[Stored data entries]
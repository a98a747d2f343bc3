use std::sync::Arc;

use clap::{Parser, Subcommand};
use tracing::{error, info};
use tracing_subscriber::{fmt, prelude::*, EnvFilter};

use mcp_osint_board::{
    config::{Config, LogFormat},
    seed::seed_demo_board,
    server::{AppState, McpServer},
    storage::SqliteStorage,
    suggestions::{FeedbackMemory, SuggestionEngine},
};

/// MCP server for OSINT investigation boards.
#[derive(Parser, Debug)]
#[command(name = "mcp-osint-board", version, about)]
struct Cli {
    #[command(subcommand)]
    command: Option<Commands>,
}

#[derive(Subcommand, Debug, Clone)]
enum Commands {
    /// Run the MCP server on stdio (default)
    Serve,

    /// Insert the demo investigation board
    Seed,

    /// Print suggestions for one thought as JSON
    Suggest {
        /// Board containing the thought
        #[arg(long)]
        board_id: String,

        /// Thought to analyse
        #[arg(long)]
        thought_id: String,

        /// Suggestion IDs to leave out
        #[arg(long = "ignore")]
        ignored: Vec<String>,
    },
}

#[tokio::main]
async fn main() -> anyhow::Result<()> {
    let cli = Cli::parse();

    // Load configuration
    let config = match Config::from_env() {
        Ok(c) => c,
        Err(e) => {
            eprintln!("Configuration error: {}", e);
            std::process::exit(1);
        }
    };

    // Initialize logging
    init_logging(&config);

    // Initialize storage
    let storage = match SqliteStorage::new(&config.database).await {
        Ok(s) => {
            info!(path = %config.database.path.display(), "Database initialized");
            s
        }
        Err(e) => {
            error!(error = %e, "Failed to initialize database");
            return Err(e.into());
        }
    };

    match cli.command.unwrap_or(Commands::Serve) {
        Commands::Serve => serve(config, storage).await,
        Commands::Seed => {
            let inserted = seed_demo_board(&storage).await?;
            println!(
                "{}",
                if inserted {
                    "Demo board seeded"
                } else {
                    "Demo board already present"
                }
            );
            Ok(())
        }
        Commands::Suggest {
            board_id,
            thought_id,
            ignored,
        } => {
            let feedback = ignored
                .into_iter()
                .fold(FeedbackMemory::default(), FeedbackMemory::with_ignored);
            let engine = SuggestionEngine::new(storage);
            let suggestions = engine.generate(&board_id, &thought_id, &feedback).await?;
            println!("{}", serde_json::to_string_pretty(&suggestions)?);
            Ok(())
        }
    }
}

async fn serve(config: Config, storage: SqliteStorage) -> anyhow::Result<()> {
    info!(
        version = env!("CARGO_PKG_VERSION"),
        chat = config.chat_enabled(),
        "MCP OSINT Board Server starting..."
    );

    let state = Arc::new(AppState::new(config, storage)?);
    let server = McpServer::new(state);

    info!("Server ready, waiting for requests on stdin...");

    if let Err(e) = server.run().await {
        error!(error = %e, "Server error");
        return Err(e.into());
    }

    info!("Server shutdown complete");
    Ok(())
}

/// Initialize tracing/logging
fn init_logging(config: &Config) {
    let env_filter =
        EnvFilter::try_from_default_env().unwrap_or_else(|_| EnvFilter::new(&config.logging.level));

    match config.logging.format {
        LogFormat::Json => {
            tracing_subscriber::registry()
                .with(env_filter)
                .with(fmt::layer().json().with_writer(std::io::stderr))
                .init();
        }
        LogFormat::Pretty => {
            tracing_subscriber::registry()
                .with(env_filter)
                .with(fmt::layer().with_writer(std::io::stderr))
                .init();
        }
    }
}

→ **Work required**: Nothing but the lines with "stderr" should be returned, copied from the entries above.

→ **Written response**:
                .with(fmt::layer().json().with_writer(std::io::stderr))
                .with(fmt::layer().with_writer(std::io::stderr))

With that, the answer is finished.